**What you will do**
Whenever a line in the material below includes "Mutex", copy that line.

**Extracted information**
==================================================

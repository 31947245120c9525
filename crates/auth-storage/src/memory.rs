//! In-memory storage backend.

use crate::{LocalStorage, StorageResult};
use parking_lot::Mutex;
use std::collections::HashMap;

/// Process-local storage. Contents are lost when the value is dropped.
#[derive(Debug, Default)]
pub struct MemoryStorage {
    data: Mutex<HashMap<String, Vec<u8>>>,
}

impl MemoryStorage {
    pub fn new() -> Self {
        Self::default()
    }

    /// Number of keys currently held.
    pub fn len(&self) -> usize {
        self.data.lock().len()
    }

    pub fn is_empty(&self) -> bool {
        self.data.lock().is_empty()
    }
}

impl LocalStorage for MemoryStorage {
    fn store(&self, key: &str, value: &[u8]) -> StorageResult<()> {
        self.data.lock().insert(key.to_string(), value.to_vec());
        Ok(())
    }

    fn retrieve(&self, key: &str) -> StorageResult<Option<Vec<u8>>> {
        Ok(self.data.lock().get(key).cloned())
    }

    fn remove(&self, key: &str) -> StorageResult<()> {
        if self.data.lock().remove(key).is_some() {
            tracing::trace!(key, "Removed storage entry");
        }
        Ok(())
    }
}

==================================================

**Your solution**
use parking_lot::Mutex;
    data: Mutex<HashMap<String, Vec<u8>>>,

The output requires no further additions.